Dr. Chan received her BSc and PhD degrees from The University of Hong Kong. She completed post-doctoral fellowship in magnetic resonance imaging (MRI), and became an Assistant Professor at Department of Radiology, Johns Hopkins University School of Medicine (JHMI) in 2014. She joined the Department of Biomedical Engineering, City University of Hong Kong in 2016, and became Associate Professor in 2019. She is the deputy program leader at the department, and the Associate Director of Hong Kong Centre for Cerebro-cardiovascular Health Engineering. She is also an adjunct faculty of JHMI.

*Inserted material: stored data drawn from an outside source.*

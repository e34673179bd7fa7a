//! Sheet directory of a workbook and sheet selection

use std::fmt;

use log::warn;
use serde::{Deserialize, Serialize};

use crate::errors::Error;

/// Type of sheet
///
/// <https://learn.microsoft.com/en-us/openspecs/office_file_formats/ms-xls/b9ec509a-235d-424e-871d-f8e721106501>
/// <https://learn.microsoft.com/en-us/openspecs/office_file_formats/ms-xlsb/1edadf56-b5cd-4109-abe7-76651bbe2722>
#[derive(Debug, Clone, Copy, PartialEq, Eq)]
pub enum SheetType {
    /// WorkSheet
    WorkSheet,
    /// DialogSheet
    DialogSheet,
    /// MacroSheet
    MacroSheet,
    /// ChartSheet
    ChartSheet,
    /// VBA module
    Vba,
}

/// Type of visible sheet
///
/// <https://learn.microsoft.com/en-us/openspecs/office_file_formats/ms-xlsb/74cb1d22-b931-4bf8-997d-17517e2416e9>
#[derive(Debug, Clone, Copy, PartialEq, Eq)]
pub enum SheetVisible {
    /// Visible
    Visible,
    /// Hidden
    Hidden,
    /// The sheet is hidden and cannot be displayed using the user interface
    VeryHidden,
}

/// Metadata of sheet
#[derive(Debug, Clone, PartialEq, Eq)]
pub struct Sheet {
    /// Name
    pub name: String,
    /// Type
    pub typ: SheetType,
    /// Visible
    pub visible: SheetVisible,
}

/// A sheet as declared by the container manifest
///
/// `R` is what the decoder needs to find the sheet data again: a stream
/// offset for xls, a zip part path for xlsx and xlsb.
#[derive(Debug, Clone)]
pub struct SheetEntry<R> {
    /// Sheet metadata
    pub sheet: Sheet,
    pub(crate) reference: R,
}

/// How the caller designates a sheet
#[derive(Debug, Clone, PartialEq, Eq, Hash, Serialize, Deserialize)]
pub enum SheetSelector {
    /// 0-based ordinal, in declaration order
    Index(usize),
    /// Exact, case-sensitive name
    Name(String),
}

impl fmt::Display for SheetSelector {
    fn fmt(&self, f: &mut fmt::Formatter<'_>) -> fmt::Result {
        match self {
            SheetSelector::Index(i) => write!(f, "#{i}"),
            SheetSelector::Name(n) => write!(f, "'{n}'"),
        }
    }
}

impl From<usize> for SheetSelector {
    fn from(i: usize) -> Self {
        SheetSelector::Index(i)
    }
}

impl From<&str> for SheetSelector {
    fn from(n: &str) -> Self {
        SheetSelector::Name(n.to_string())
    }
}

impl From<String> for SheetSelector {
    fn from(n: String) -> Self {
        SheetSelector::Name(n)
    }
}

/// Ordered list of the sheets of one container
#[derive(Debug, Clone)]
pub struct SheetDirectory<R> {
    entries: Vec<SheetEntry<R>>,
}

impl<R> Default for SheetDirectory<R> {
    fn default() -> Self {
        SheetDirectory {
            entries: Vec::new(),
        }
    }
}

impl<R> SheetDirectory<R> {
    pub(crate) fn push(&mut self, entry: SheetEntry<R>) {
        if self.entries.iter().any(|e| e.sheet.name == entry.sheet.name) {
            warn!(
                "duplicate sheet name '{}', only the first one can be selected by name",
                entry.sheet.name
            );
        }
        self.entries.push(entry);
    }

    /// Number of declared sheets
    pub fn len(&self) -> usize {
        self.entries.len()
    }

    /// True if the container declares no sheet
    pub fn is_empty(&self) -> bool {
        self.entries.is_empty()
    }

    /// Entries in declaration order
    pub fn entries(&self) -> &[SheetEntry<R>] {
        &self.entries
    }

    /// Sheet names in declaration order
    pub fn sheet_names(&self) -> Vec<String> {
        self.entries.iter().map(|e| e.sheet.name.clone()).collect()
    }

    /// Sheet metadata in declaration order
    pub fn sheets(&self) -> Vec<Sheet> {
        self.entries.iter().map(|e| e.sheet.clone()).collect()
    }

    /// Resolves a selector against the directory
    ///
    /// Names must match exactly, the first declared sheet wins on duplicates.
    pub fn locate(&self, selector: &SheetSelector) -> Result<&SheetEntry<R>, Error> {
        let found = match selector {
            SheetSelector::Index(i) => self.entries.get(*i),
            SheetSelector::Name(n) => self.entries.iter().find(|e| &e.sheet.name == n),
        };
        found.ok_or_else(|| Error::SheetNotFound(selector.clone()))
    }
}
fn xls_sheet(rows: &[Vec<V>], strings: &[&str], truncated: bool) -> Vec<u8> {
    let mut out = Vec::new();
    biff(&mut out, 0x0809, &bof(0x0010));
    for (r, row) in Book::cells(rows) {
        for (c, v) in row.iter().enumerate() {
            let xf = if matches!(v, V::Date(_) | V::Blank) { 1 } else { 0 };
            let mut data = xls_cell_header(r, c, xf);
            match v {
                V::Num(n) => match rk_integer(*n) {
                    Some(rk) => {
                        data.extend_from_slice(&rk.to_le_bytes());
                        biff(&mut out, 0x027E, &data);
                    }
                    None => {
                        data.extend_from_slice(&n.to_le_bytes());
                        biff(&mut out, 0x0203, &data);
                    }
                },
                V::Str(s) => {
                    let idx = strings.iter().position(|x| x == s).unwrap() as u32;
                    data.extend_from_slice(&idx.to_le_bytes());
                    biff(&mut out, 0x00FD, &data);
                }
                V::Bool(b) => {
                    data.extend_from_slice(&[*b as u8, 0]);
                    biff(&mut out, 0x0205, &data);
                }
                V::Err(e) => {
                    data.extend_from_slice(&[error_code(e), 1]);
                    biff(&mut out, 0x0205, &data);
                }
                V::Date(n) => {
                    data.extend_from_slice(&n.to_le_bytes());
                    biff(&mut out, 0x0203, &data);
                }
                V::FormulaNum(n) => {
                    data.extend_from_slice(&n.to_le_bytes());
                    data.extend_from_slice(&[0; 8]); // grbit, chn, empty rgce
                    biff(&mut out, 0x0006, &data);
                }
                V::FormulaStr(s) => {
                    data.extend_from_slice(&[0, 0, 0, 0, 0, 0, 0xFF, 0xFF]);
                    data.extend_from_slice(&[0; 8]);
                    biff(&mut out, 0x0006, &data);
                    let mut string = (s.encode_utf16().count() as u16).to_le_bytes().to_vec();
                    string.extend(xls_chars(s));
                    biff(&mut out, 0x0207, &string);
                }
                V::FormulaEmpty => {
                    data.extend_from_slice(&[0x03, 0, 0, 0, 0, 0, 0xFF, 0xFF]);
                    data.extend_from_slice(&[0; 8]);
                    biff(&mut out, 0x0006, &data);
                }
                V::Blank => biff(&mut out, 0x0201, &data),
                V::Skip => (),
            }
        }
    }
    if !truncated {
        biff(&mut out, 0x000A, &[]);
    }
    out
}

/// v3 compound file header with no fat, no difat sector and no directory
pub fn cfb_header() -> Vec<u8> {
    let mut data = vec![0xD0, 0xCF, 0x11, 0xE0, 0xA1, 0xB1, 0x1A, 0xE1];
    data.resize(512, 0);
    data[26..28].copy_from_slice(&3u16.to_le_bytes());
    data[28..30].copy_from_slice(&0xFFFEu16.to_le_bytes());
    data[30..32].copy_from_slice(&9u16.to_le_bytes());
    data[32..34].copy_from_slice(&6u16.to_le_bytes());
    data[48..52].copy_from_slice(&0xFFFF_FFFEu32.to_le_bytes());
    data[56..60].copy_from_slice(&4096u32.to_le_bytes());
    data[60..64].copy_from_slice(&0xFFFF_FFFEu32.to_le_bytes());
    data[68..72].copy_from_slice(&0xFFFF_FFFEu32.to_le_bytes());
    data[76..].fill(0xFF);
    data
}
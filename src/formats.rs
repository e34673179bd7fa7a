//! Number format classification, used to tell dates from plain numbers

use std::collections::BTreeMap;

use crate::datatype::{CellValue, ExcelDateTime, ExcelDateTimeType};

/// Cell number format category
///
/// Only the distinction between plain numbers, dates and durations survives
/// decoding; every other styling detail is dropped.
///
/// # References
///
/// - ECMA-376 Part 1, Section 18.8.30 (numFmt)
/// - MS-XLSB Section 2.4.648 (BrtFmt)
/// - MS-XLS Section 2.4.126 (Format)
#[derive(Debug, Clone, Copy, PartialEq, Eq, Default)]
pub enum CellFormat {
    /// General number formats, text formats and anything not date-like
    #[default]
    Other,
    /// Date and time format, e.g. "yyyy-mm-dd" or "h:mm:ss AM/PM"
    DateTime,
    /// Elapsed time format, e.g. "[h]:mm:ss"
    TimeDelta,
}

/// Classifies a custom number format code
///
/// Only the first section counts. Quoted literals, escaped characters and
/// bracketed colour or locale tags are not format tokens; an elapsed time
/// bracket (`[h]`, `[mm]`, `[ss]`) makes the format a duration.
pub fn detect_custom_number_format(format: &str) -> CellFormat {
    let mut tokens = String::with_capacity(format.len());
    let mut chars = format.chars();
    while let Some(c) = chars.next() {
        match c {
            // escape, padding and fill take the next character literally
            '\\' | '_' | '*' => {
                chars.next();
            }
            '"' => {
                chars.by_ref().find(|q| *q == '"');
            }
            '[' => {
                let tag: String = chars.by_ref().take_while(|b| *b != ']').collect();
                if is_elapsed_time(&tag) {
                    return CellFormat::TimeDelta;
                }
            }
            ';' => break,
            c => tokens.push(c.to_ascii_lowercase()),
        }
    }
    if tokens.contains(['d', 'm', 'y', 'h', 's']) || tokens.contains("a/p") {
        CellFormat::DateTime
    } else {
        CellFormat::Other
    }
}

fn is_elapsed_time(tag: &str) -> bool {
    let mut chars = tag.chars().map(|c| c.to_ascii_lowercase());
    match chars.next() {
        Some(first @ ('h' | 'm' | 's')) => chars.all(|c| c == first),
        _ => false,
    }
}

/// Built-in number formats (ECMA-376 18.8.30)
///
/// 14-22: dates and times, 45 `mm:ss`, 46 `[h]:mm:ss`, 47 `mmss.0`.
pub fn builtin_format_by_code(code: u16) -> CellFormat {
    match code {
        14..=22 | 45 | 47 => CellFormat::DateTime,
        46 => CellFormat::TimeDelta,
        _ => CellFormat::Other,
    }
}

/// Resolves the format id referenced by a cell style
///
/// Custom formats declared by the workbook shadow built-in ids.
pub(crate) fn resolve_format(id: u16, custom: &BTreeMap<u16, CellFormat>) -> CellFormat {
    custom
        .get(&id)
        .copied()
        .unwrap_or_else(|| builtin_format_by_code(id))
}

/// Wraps a number into a date when its format says so
pub fn format_excel_f64(value: f64, format: Option<&CellFormat>, is_1904: bool) -> CellValue {
    match format {
        Some(CellFormat::DateTime) => CellValue::DateTime(ExcelDateTime::new(
            value,
            ExcelDateTimeType::DateTime,
            is_1904,
        )),
        Some(CellFormat::TimeDelta) => CellValue::DateTime(ExcelDateTime::new(
            value,
            ExcelDateTimeType::TimeDelta,
            is_1904,
        )),
        _ => CellValue::Number(value),
    }
}

/// Cases partly taken from openpyxl's number style tests
#[test]
fn test_is_date_format() {
    let cases = [
        ("DD/MM/YY", CellFormat::DateTime),
        ("H:MM:SS;@", CellFormat::DateTime),
        ("yyyy-mm-dd", CellFormat::DateTime),
        ("m:mm", CellFormat::DateTime),
        ("h:mm:ss AM/PM", CellFormat::DateTime),
        ("[$-409]h:mm A/P", CellFormat::DateTime),
        ("[h]:mm:ss", CellFormat::TimeDelta),
        ("[mm]", CellFormat::TimeDelta),
        ("[SS].00", CellFormat::TimeDelta),
        ("#,##0\\ [$\\u20bd-46D]", CellFormat::Other),
        ("\"$\"#,##0_);[Red](\"$\"#,##0)", CellFormat::Other),
        ("\\Y000000", CellFormat::Other),
        ("#,##0.0####\" YMD\"", CellFormat::Other),
        ("[>=100][Magenta]General", CellFormat::Other),
        ("0.00E+00", CellFormat::Other),
        ("0.00;[Red]dd", CellFormat::Other),
        ("@", CellFormat::Other),
    ];
    for (format, expected) in cases {
        assert_eq!(detect_custom_number_format(format), expected, "{format}");
    }
}

#[test]
fn test_builtin_formats() {
    assert_eq!(builtin_format_by_code(14), CellFormat::DateTime);
    assert_eq!(builtin_format_by_code(46), CellFormat::TimeDelta);
    assert_eq!(builtin_format_by_code(2), CellFormat::Other);

    let mut custom = BTreeMap::new();
    custom.insert(14, CellFormat::Other);
    custom.insert(164, CellFormat::DateTime);
    assert_eq!(resolve_format(14, &custom), CellFormat::Other);
    assert_eq!(resolve_format(164, &custom), CellFormat::DateTime);
    assert_eq!(resolve_format(15, &custom), CellFormat::DateTime);
}

#[test]
fn test_format_excel_f64() {
    assert_eq!(format_excel_f64(3.5, None, false), CellValue::Number(3.5));
    assert_eq!(
        format_excel_f64(25569., Some(&CellFormat::DateTime), false),
        CellValue::DateTime(ExcelDateTime::new(
            25569.,
            ExcelDateTimeType::DateTime,
            false
        ))
    );
}
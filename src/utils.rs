//! Internal module providing handy functions

use byteorder::{ByteOrder, LittleEndian};

macro_rules! from_err {
    ($from:ty, $to:tt, $var:tt) => {
        impl From<$from> for $to {
            fn from(e: $from) -> $to {
                $to::$var(e)
            }
        }
    };
}

/// Callers must check that `s` holds at least 2 bytes
pub(crate) fn read_u16(s: &[u8]) -> u16 {
    LittleEndian::read_u16(s)
}

/// Callers must check that `s` holds at least 4 bytes
pub(crate) fn read_u32(s: &[u8]) -> u32 {
    LittleEndian::read_u32(s)
}

pub(crate) fn read_usize(s: &[u8]) -> usize {
    read_u32(s) as usize
}

pub(crate) fn read_f64(s: &[u8]) -> f64 {
    LittleEndian::read_f64(s)
}

/// Decodes an RK number (MS-XLS 2.5.218, MS-XLSB 2.5.122)
///
/// Bit 0 asks for a division by 100, bit 1 marks a 30-bit signed integer,
/// otherwise the remaining bits are the most significant 30 bits of an IEEE
/// double.
pub(crate) fn rk_number(rk: u32) -> f64 {
    let d100 = rk & 1 != 0;
    let v = if rk & 2 != 0 {
        ((rk as i32) >> 2) as f64
    } else {
        f64::from_bits(((rk & 0xFFFF_FFFC) as u64) << 32)
    };
    if d100 {
        v / 100.0
    } else {
        v
    }
}
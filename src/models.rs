use crate::clock::{NowOffset, TimeState};
use crate::storage::EmptyReason;
use serde::{Deserialize, Serialize};
use std::collections::BTreeMap;

#[derive(Debug, Clone, Copy, PartialEq, Eq, Serialize, Deserialize, Default)]
#[serde(rename_all = "lowercase")]
pub enum Priority {
    #[default]
    Low,
    Medium,
    High,
}

impl Priority {
    pub const ALL: [Priority; 3] = [Priority::Low, Priority::Medium, Priority::High];

    pub fn as_str(self) -> &'static str {
        match self {
            Priority::Low => "low",
            Priority::Medium => "medium",
            Priority::High => "high",
        }
    }

    pub fn label(self) -> &'static str {
        match self {
            Priority::Low => "Low",
            Priority::Medium => "Medium",
            Priority::High => "High",
        }
    }
}

#[derive(Debug, Clone, PartialEq, Eq, Serialize, Deserialize, Default)]
pub struct TaskRecord {
    #[serde(default)]
    pub text: String,
    #[serde(default)]
    pub priority: Priority,
}

/// One day's records keyed by hour, as stored.
pub type DaySchedule = BTreeMap<String, TaskRecord>;

#[derive(Debug, Clone, Copy, PartialEq, Eq, Serialize, Deserialize, Default)]
#[serde(rename_all = "lowercase")]
pub enum Theme {
    #[default]
    Light,
    Dark,
}

impl Theme {
    pub fn as_str(self) -> &'static str {
        match self {
            Theme::Light => "light",
            Theme::Dark => "dark",
        }
    }

    pub fn toggled(self) -> Self {
        match self {
            Theme::Light => Theme::Dark,
            Theme::Dark => Theme::Light,
        }
    }
}

/// The key-value store the scheduler persists into. Serialized as a flat
/// JSON object of string values.
#[derive(Debug, Clone, Serialize, Deserialize, Default)]
#[serde(transparent)]
pub struct KvStore {
    entries: BTreeMap<String, String>,
}

impl KvStore {
    pub fn get(&self, key: &str) -> Option<&str> {
        self.entries.get(key).map(String::as_str)
    }

    pub fn set(&mut self, key: impl Into<String>, value: impl Into<String>) {
        self.entries.insert(key.into(), value.into());
    }

    pub fn remove(&mut self, key: &str) -> bool {
        self.entries.remove(key).is_some()
    }

    pub fn contains_key(&self, key: &str) -> bool {
        self.entries.contains_key(key)
    }

    pub fn len(&self) -> usize {
        self.entries.len()
    }

    pub fn is_empty(&self) -> bool {
        self.entries.is_empty()
    }
}

#[derive(Debug, Clone, Serialize, PartialEq)]
pub struct BlockView {
    pub hour: u8,
    pub label: String,
    pub state: TimeState,
    pub text: String,
    pub priority: Priority,
}

#[derive(Debug, Deserialize)]
pub struct SaveHourRequest {
    #[serde(default)]
    pub text: String,
    #[serde(default)]
    pub priority: Priority,
}

#[derive(Debug, Deserialize)]
pub struct ClearRequest {
    #[serde(default)]
    pub confirm: bool,
}

#[derive(Debug, Serialize)]
pub struct ScheduleResponse {
    pub date: String,
    pub day_key: String,
    pub theme: Theme,
    pub empty_reason: Option<EmptyReason>,
    pub blocks: Vec<BlockView>,
    pub now: Option<NowOffset>,
}

#[derive(Debug, Serialize)]
pub struct SaveHourResponse {
    pub block: BlockView,
    pub status: &'static str,
}

#[derive(Debug, Serialize)]
pub struct ClearResponse {
    pub cleared: bool,
    pub status: Option<&'static str>,
    pub blocks: Vec<BlockView>,
}

#[derive(Debug, Serialize)]
pub struct HourState {
    pub hour: u8,
    pub state: TimeState,
}

#[derive(Debug, Serialize)]
pub struct NowResponse {
    pub hours: Vec<HourState>,
    pub now: Option<NowOffset>,
    pub focus_hour: Option<u8>,
}

#[derive(Debug, Serialize)]
pub struct ThemeResponse {
    pub theme: Theme,
    pub status: String,
}
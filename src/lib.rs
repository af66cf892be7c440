pub mod app;
pub mod clock;
pub mod config;
pub mod errors;
pub mod handlers;
pub mod models;
pub mod schedule;
pub mod state;
pub mod storage;
pub mod theme;
pub mod ui;

pub use app::router;
pub use config::SchedulerConfig;
pub use schedule::Scheduler;
pub use state::AppState;
pub use storage::{load_data, resolve_data_path};
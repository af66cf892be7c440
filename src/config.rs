use crate::errors::ConfigError;
use serde::Serialize;
use std::{env, ops::RangeInclusive};

pub const DEFAULT_START_HOUR: u8 = 9;
pub const DEFAULT_END_HOUR: u8 = 17;
pub const DEFAULT_STORAGE_PREFIX: &str = "workday-scheduler.v2";
pub const DEFAULT_PORT: u16 = 8080;

/// Inclusive range of schedulable hours of the day.
#[derive(Debug, Clone, Copy, PartialEq, Eq, Serialize)]
pub struct HourRange {
    start: u8,
    end: u8,
}

impl HourRange {
    pub fn new(start: u8, end: u8) -> Result<Self, ConfigError> {
        if start > end || end > 23 {
            return Err(ConfigError::InvalidHourRange { start, end });
        }
        Ok(Self { start, end })
    }

    pub fn start(&self) -> u8 {
        self.start
    }

    pub fn end(&self) -> u8 {
        self.end
    }

    pub fn contains(&self, hour: u8) -> bool {
        (self.start..=self.end).contains(&hour)
    }

    pub fn hours(&self) -> RangeInclusive<u8> {
        self.start..=self.end
    }
}

impl Default for HourRange {
    fn default() -> Self {
        Self {
            start: DEFAULT_START_HOUR,
            end: DEFAULT_END_HOUR,
        }
    }
}

/// Key names inside the key-value store.
#[derive(Debug, Clone, PartialEq, Eq)]
pub struct StorageKeys {
    prefix: String,
}

impl StorageKeys {
    pub fn new(prefix: impl Into<String>) -> Self {
        Self {
            prefix: prefix.into(),
        }
    }

    pub fn tasks(&self, day_key: &str) -> String {
        format!("{}.tasks.{day_key}", self.prefix)
    }

    pub fn theme(&self) -> String {
        format!("{}.theme", self.prefix)
    }
}

impl Default for StorageKeys {
    fn default() -> Self {
        Self::new(DEFAULT_STORAGE_PREFIX)
    }
}

#[derive(Debug, Clone, PartialEq, Eq)]
pub struct SchedulerConfig {
    pub port: u16,
    pub hours: HourRange,
    pub keys: StorageKeys,
}

impl SchedulerConfig {
    pub fn from_env() -> Result<Self, ConfigError> {
        Self::from_lookup(|name| env::var(name).ok())
    }

    pub fn from_lookup(lookup: impl Fn(&str) -> Option<String>) -> Result<Self, ConfigError> {
        let port = parse_var(&lookup, "PORT", "a port number", DEFAULT_PORT)?;
        let start = parse_var(&lookup, "SCHEDULER_START_HOUR", "an hour 0-23", DEFAULT_START_HOUR)?;
        let end = parse_var(&lookup, "SCHEDULER_END_HOUR", "an hour 0-23", DEFAULT_END_HOUR)?;

        let prefix = lookup("SCHEDULER_STORAGE_PREFIX")
            .map(|value| value.trim().to_string())
            .unwrap_or_else(|| DEFAULT_STORAGE_PREFIX.to_string());
        if prefix.is_empty() {
            return Err(ConfigError::EmptyPrefix);
        }

        Ok(Self {
            port,
            hours: HourRange::new(start, end)?,
            keys: StorageKeys::new(prefix),
        })
    }
}

impl Default for SchedulerConfig {
    fn default() -> Self {
        Self {
            port: DEFAULT_PORT,
            hours: HourRange::default(),
            keys: StorageKeys::default(),
        }
    }
}

fn parse_var<T: std::str::FromStr>(
    lookup: &impl Fn(&str) -> Option<String>,
    name: &'static str,
    expected: &'static str,
    default: T,
) -> Result<T, ConfigError> {
    match lookup(name) {
        Some(value) => value.trim().parse::<T>().map_err(|_| ConfigError::InvalidValue {
            name,
            expected,
            value,
        }),
        None => Ok(default),
    }
}
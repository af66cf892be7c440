use crate::errors::AppError;
use crate::models::{DaySchedule, KvStore, TaskRecord};
use serde::Serialize;
use serde_json::Value;
use std::{env, path::Path, path::PathBuf};
use tokio::fs;
use tracing::{debug, error};

pub fn resolve_data_path() -> Result<PathBuf, std::io::Error> {
    if let Ok(path) = env::var("APP_DATA_PATH") {
        return Ok(PathBuf::from(path));
    }

    Ok(PathBuf::from("data/scheduler.json"))
}

pub async fn load_data(path: &Path) -> KvStore {
    match fs::read(path).await {
        Ok(bytes) => match serde_json::from_slice(&bytes) {
            Ok(data) => data,
            Err(err) => {
                error!("failed to parse data file: {err}");
                KvStore::default()
            }
        },
        Err(err) if err.kind() == std::io::ErrorKind::NotFound => KvStore::default(),
        Err(err) => {
            error!("failed to read data file: {err}");
            KvStore::default()
        }
    }
}

pub async fn persist_data(path: &Path, data: &KvStore) -> Result<(), AppError> {
    let payload = serde_json::to_vec_pretty(data).map_err(AppError::internal)?;
    fs::write(path, payload).await.map_err(AppError::internal)?;
    Ok(())
}

#[derive(Debug, Clone, Copy, PartialEq, Eq, Serialize)]
#[serde(rename_all = "snake_case")]
pub enum EmptyReason {
    /// Nothing stored under the key.
    Missing,
    /// Something stored, but not a JSON object.
    Malformed,
}

/// Result of reading one day's blob. Never an error: unusable data
/// degrades to an empty schedule, tagged with why.
#[derive(Debug, Clone, PartialEq)]
pub enum LoadedSchedule {
    Parsed(DaySchedule),
    EmptyDefault(EmptyReason),
}

impl LoadedSchedule {
    pub fn empty_reason(&self) -> Option<EmptyReason> {
        match self {
            LoadedSchedule::Parsed(_) => None,
            LoadedSchedule::EmptyDefault(reason) => Some(*reason),
        }
    }

    pub fn into_schedule(self) -> DaySchedule {
        match self {
            LoadedSchedule::Parsed(schedule) => schedule,
            LoadedSchedule::EmptyDefault(_) => DaySchedule::new(),
        }
    }
}

pub fn load_schedule(store: &KvStore, key: &str) -> LoadedSchedule {
    let raw = match store.get(key) {
        Some(raw) if !raw.trim().is_empty() => raw,
        _ => return LoadedSchedule::EmptyDefault(EmptyReason::Missing),
    };

    let entries = match serde_json::from_str::<Value>(raw) {
        Ok(Value::Object(entries)) => entries,
        Ok(_) => return LoadedSchedule::EmptyDefault(EmptyReason::Malformed),
        Err(err) => {
            debug!(key, "stored schedule is not valid JSON: {err}");
            return LoadedSchedule::EmptyDefault(EmptyReason::Malformed);
        }
    };

    let mut schedule = DaySchedule::new();
    for (hour, value) in entries {
        match serde_json::from_value::<TaskRecord>(value) {
            Ok(record) => {
                schedule.insert(hour, record);
            }
            Err(err) => debug!(key, hour = %hour, "skipping unreadable task record: {err}"),
        }
    }
    LoadedSchedule::Parsed(schedule)
}

pub fn save_schedule(
    store: &mut KvStore,
    key: &str,
    schedule: &DaySchedule,
) -> Result<(), serde_json::Error> {
    let blob = serde_json::to_string(schedule)?;
    store.set(key, blob);
    Ok(())
}

pub fn remove_schedule(store: &mut KvStore, key: &str) -> bool {
    store.remove(key)
}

Dr. Chan's research focuses on the development of biomaterials and imaging approaches to facilitate the clinical translation of cancer therapy and cell therapy, and early diagnosis of neurodegenerative diseases. She applies CEST MRI to image glucose utilization in the brain, which have implications on diagnosis and therapy in many neurodegenerative diseases, including identification of early stages of Alzheimer’s disease. Her team develops techniques to effectively image and deliver drugs/cells to the brain non-invasively. She published over 67 peer-reviewed articles, including a cover article in Nature Materials, Science Advances, Theranostics, Stroke and ACS Applied Materials & Interfaces; and leading imaging journals, including NeuroImage, Magnetic Resonance in Medicine and NMR in Biomedicine.

Question
CEST imaging of molecules in the brain: applications in brain cancer and neurodegenerative disease
Answer

Chemical exchange saturation transfer (CEST) MRI detects the presence of millimolar concentrations of molecules in vivo. This sensitivity has made it possible to study important biomolecules, such as proteins, lipids, metabolites, as well as drugs already approved for clinical use non-invasively. It has become a robust tool in brain tumor diagnosis, which enables the identification of tumor recurrence from radiation necrosis, alterations in proteins, cellularity and IDH mutation using specific CEST contrast. Moreover, many anticancer drugs, liposomes and hydrogels have been shown to have exchangeable protons for CEST detection. In this talk, Dr. Chan will discuss the principle of CEST MRI and how it can be applied to study molecular changes in brain tumors, image anticancer drugs and their delivery to tumors. In particular, the theranostic application of hydrogel-based local brain tumor treatment. Recently, Dr. Chan’s team also demonstrated the uniqueness of glucoCEST in the early diagnosis of Alzheimer’s disease. With increasing understanding of the technical aspects and associated molecular alterations detected by CEST MRI, this young field is expected to have wide clinical applications beyond cancer diagnosis in a near future.